The original poster replies, “Those aren’t threat modeling.”
Another commenter chimes in, “It’s because they’re paper CISSPs!”
Huh? What?
I kept scrolling and saw the original poster gatekeeping any further explanation by shutting it down with “No Soup for you!” energy.
Soon, I felt a familiar rush of dismay. There are a lot of security folks who came over from the technical world (myself included) who mistakenly believe that technical “No True Scotsman” stances are legitimate and aren’t logical fallacies at all. I’m all for strong opinions, but it’s a whole different issue when you’re just out here shutting people down without sharing any insights.
Some people believe there’s only one way to do security, and it often revolves around shadowed, unappreciated, undervalued, non-spotlight-capturing, and business-irrelevant practices that earn them a badge from the Security Professional Alliance of Self-Congratulatory Importance at their next peacocking conference (complete with some dope swag).
It’s this idea that there’s some imaginary battlefield where they alone are privy to the tools, tactics, and strategies that make up “real” security. Meanwhile, every year, hundreds of billions of dollars in attacks hit companies, while these “experts” flood LinkedIn, X, and other social feeds to declare that everything in security is “not real security” because it’s not the way they’d enforce an ECC-based compliance check to block an RPC call from an untrusted, out-of-band device that fails their preferred cryptographic handshake.

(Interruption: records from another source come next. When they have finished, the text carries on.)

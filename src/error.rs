// src/error.rs
use std::path::PathBuf;
use thiserror::Error;

use crate::metrics::DisconnectedGraphWarning;

#[derive(Debug, Error)]
pub enum CharnetError {
    #[error("I/O error: {source} (path: {path})")]
    Io {
        source: std::io::Error,
        path: PathBuf,
    },

    #[error("Malformed record in book {book} at line {line}: {text:?} ({reason})")]
    MalformedRecord {
        book: String,
        line: usize,
        text: String,
        reason: &'static str,
    },

    #[error("Labels {previous} and {label} are out of order in book {book} (line {line})")]
    OutOfOrderLabel {
        book: String,
        line: usize,
        previous: String,
        label: String,
    },

    #[error("Label {label} is repeated in book {book} (line {line})")]
    DuplicateLabel {
        book: String,
        line: usize,
        label: String,
    },

    #[error("Label {label:?} was not declared as a vertex in book {book} (line {line})")]
    UnknownLabel {
        book: String,
        line: usize,
        label: String,
    },

    #[error("Insufficient data to fit {book}: {distinct} distinct values, need at least {required}")]
    InsufficientData {
        book: String,
        distinct: usize,
        required: usize,
    },

    #[error(transparent)]
    Disconnected(#[from] DisconnectedGraphWarning),

    #[error("Unknown book: {0}")]
    UnknownBook(String),

    #[error("Config error: {0}")]
    Config(String),

    #[error("JSON error: {0}")]
    Json(#[from] serde_json::Error),
}

impl CharnetError {
    /// True for errors raised while parsing or building a record.
    #[must_use]
    pub fn is_record_error(&self) -> bool {
        matches!(
            self,
            Self::MalformedRecord { .. }
                | Self::OutOfOrderLabel { .. }
                | Self::DuplicateLabel { .. }
                | Self::UnknownLabel { .. }
        )
    }
}

pub type Result<T> = std::result::Result<T, CharnetError>;

// Allow `?` on std::io::Error by converting to CharnetError::Io with unknown path.
impl From<std::io::Error> for CharnetError {
    fn from(source: std::io::Error) -> Self {
        CharnetError::Io {
            source,
            path: PathBuf::from("<unknown>"),
        }
    }
}

// Gracefully convert WalkDir errors
impl From<walkdir::Error> for CharnetError {
    fn from(e: walkdir::Error) -> Self {
        let path = e.path().map_or_else(|| PathBuf::from("<unknown>"), PathBuf::from);
        match e.into_io_error() {
            Some(source) => CharnetError::Io { source, path },
            None => CharnetError::Config(format!("filesystem loop at {}", path.display())),
        }
    }
}
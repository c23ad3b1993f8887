// src/report/console.rs
use colored::Colorize;

use super::pluralize;
use crate::analysis::{BookAnalysis, RunReport};
use crate::catalog::{Book, BOOKS};
use crate::config::Config;
use crate::graph::EncounterGraph;
use crate::metrics::MetricRow;

/// Characters listed per book in the summary.
const TOP_CHARACTERS: usize = 5;

/// Prints one block per analyzed book, then the failures.
pub fn print_run(report: &RunReport) {
    for analysis in &report.analyses {
        print_book(analysis);
        println!();
    }
    for (book, e) in &report.failures {
        println!("{} {}: {e}", "X".red().bold(), book.bold());
    }
    print_totals(report);
}

pub fn print_book(a: &BookAnalysis) {
    let g = &a.global.measures;
    let genre = a.source.genre.map_or('-', |genre| genre.letter());
    println!(
        "{} [{genre}] {} characters, {} encounters",
        a.name().bold().cyan(),
        g.vertices,
        g.edges
    );
    println!(
        "  density {:.3}  transitivity {:.3}  hapax {} ({:.3})  dis {}",
        g.density, g.transitivity, g.hapax_legomena, g.hapax_ratio, g.dis_legomena
    );
    println!(
        "  bicomponents {}  articulation points {}",
        a.global.bicomponents.components.len(),
        a.global.bicomponents.articulation_points.len()
    );

    match &a.fit {
        Ok(fit) => println!(
            "  power law: alpha {:.3}  k_min {}  KS {:.3}  tail {}",
            fit.alpha, fit.k_min, fit.ks_distance, fit.tail_size
        ),
        Err(e) => println!("  {} {e}", "no fit:".yellow()),
    }
    if let Some(w) = a.metrics.disconnected() {
        println!("  {} {w}", "~".yellow().bold());
    }

    let s = &a.global.centrality;
    println!(
        "  {} {:>7} {:>7} {:>7} {:>7}",
        format!("{:<24}", "mean / std").dimmed(),
        "degree",
        "betw",
        "close",
        "lobby"
    );
    println!(
        "  {:<24} {:>7.3} {:>7.3} {:>7.3} {:>7.3}",
        "",
        s.degree.0,
        s.betweenness.0,
        s.closeness.0,
        s.lobby.0
    );
    println!(
        "  {:<24} {:>7.3} {:>7.3} {:>7.3} {:>7.3}",
        "",
        s.degree.1,
        s.betweenness.1,
        s.closeness.1,
        s.lobby.1
    );

    for (label, row) in top_by_degree(a) {
        let name = a
            .graph
            .index_of(label)
            .and_then(|i| a.graph.vertex(i))
            .map_or("", |v| v.name.as_str());
        println!(
            "  {} {:<19} {:>7.3} {:>7.3} {:>7.3} {:>7.3}",
            format!("{label:<4}").green(),
            truncate(name, 19),
            row.degree_norm,
            row.betweenness_norm,
            row.closeness_norm,
            row.lobby_norm
        );
    }
}

fn top_by_degree(a: &BookAnalysis) -> Vec<(&str, MetricRow)> {
    let mut rows: Vec<(&str, MetricRow)> = a
        .graph
        .vertices()
        .iter()
        .zip(a.metrics.rows())
        .map(|(v, r)| (v.label.as_str(), *r))
        .collect();
    // Stable: ties keep label order.
    rows.sort_by(|x, y| y.1.degree.cmp(&x.1.degree));
    rows.truncate(TOP_CHARACTERS);
    rows
}

fn truncate(s: &str, width: usize) -> String {
    if s.chars().count() <= width {
        s.to_string()
    } else {
        let mut out: String = s.chars().take(width.saturating_sub(1)).collect();
        out.push('~');
        out
    }
}

fn print_totals(report: &RunReport) {
    let ok = report.analyses.len();
    let failed = report.failures.len();
    if failed == 0 {
        println!("{} Analyzed {ok} {}.", "OK".green().bold(), pluralize("book", ok));
    } else {
        println!(
            "{} Analyzed {ok} {}, skipped {failed}.",
            "~".yellow().bold(),
            pluralize("book", ok)
        );
    }
}

/// Prints the book table with resolved record paths.
pub fn print_catalog(config: &Config) {
    let header = format!(
        "{:<12} {:<10} {:<12} {:<8} {}",
        "BOOK", "GENRE", "COLOR", "SOURCE", "PATH"
    );
    println!("{}", header.bold());
    for book in BOOKS {
        print_catalog_row(book, config);
    }
}

fn print_catalog_row(book: &Book, config: &Config) {
    let path = book.record_path(config);
    let path_text = path.display().to_string();
    let shown = if path.exists() {
        path_text.normal()
    } else {
        path_text.dimmed()
    };
    println!(
        "{:<12} {:<10} {:<12} {:<8} {shown}",
        book.title(),
        book.genre.to_string(),
        book.color,
        format!("{:?}", book.source).to_lowercase()
    );
}

/// One-line verdict for a record that built cleanly.
pub fn print_check(graph: &EncounterGraph) {
    println!(
        "{} {}: {} {}, {} {}, {} hapax legomena",
        "OK".green().bold(),
        graph.name().bold(),
        graph.vertex_count(),
        if graph.vertex_count() == 1 { "vertex" } else { "vertices" },
        graph.edge_count(),
        pluralize("edge", graph.edge_count()),
        graph.hapax_legomena()
    );
}

#[cfg(test)]
mod tests {
    use super::*;

    #[test]
    fn test_truncate() {
        assert_eq!(truncate("bilbo", 19), "bilbo");
        assert_eq!(truncate("Bilbo Baggins of Bag End", 10), "Bilbo Bag~");
    }
}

I don’t know. I guess the issue is that I don’t like calling things out without setting an example of what’s better or what I believe is right.
There’s something to be said for actually putting out your theories, strategies, baselines, standards, goals, and tactics.
It’s another thing to tell everyone else their practice is subpar and leave it there—no context, just self-congratulatory righteousness that you know, they don’t, and if they don’t, they aren’t worth explaining it to. Honestly, I find it cowardly. If you want to claim that STRIDE, PASTA, Attack Trees, Risk Scenarios, decomposing systems, or mapping threats, countermeasures, and mitigations aren’t real threat modeling, then please—please—show us your method. I would love to see more robust discussion and critical examination of practices that could move the field forward. But if all we’re doing is posing the question and then suggesting each reply/comment is somehow insufficient to answer the troll at the bridge’s three questions, I chalk it up as one of the cons of Internet/Social Media culture.
In a way, it shines a light back on my own beliefs and theories. I’ve noticed that the more I learn about a subject, the less I lock onto the idea of there being just one way to do things. You can know enough to think there’s a right and wrong way, then learn even more and realize there’s always another approach—it’s about the timing and the context. So, in the end, all I can say is, let’s embrace the idea that every solution on a number line might be the solution for you. It just depends on the questions, the needs, and the results you’re trying to deliver.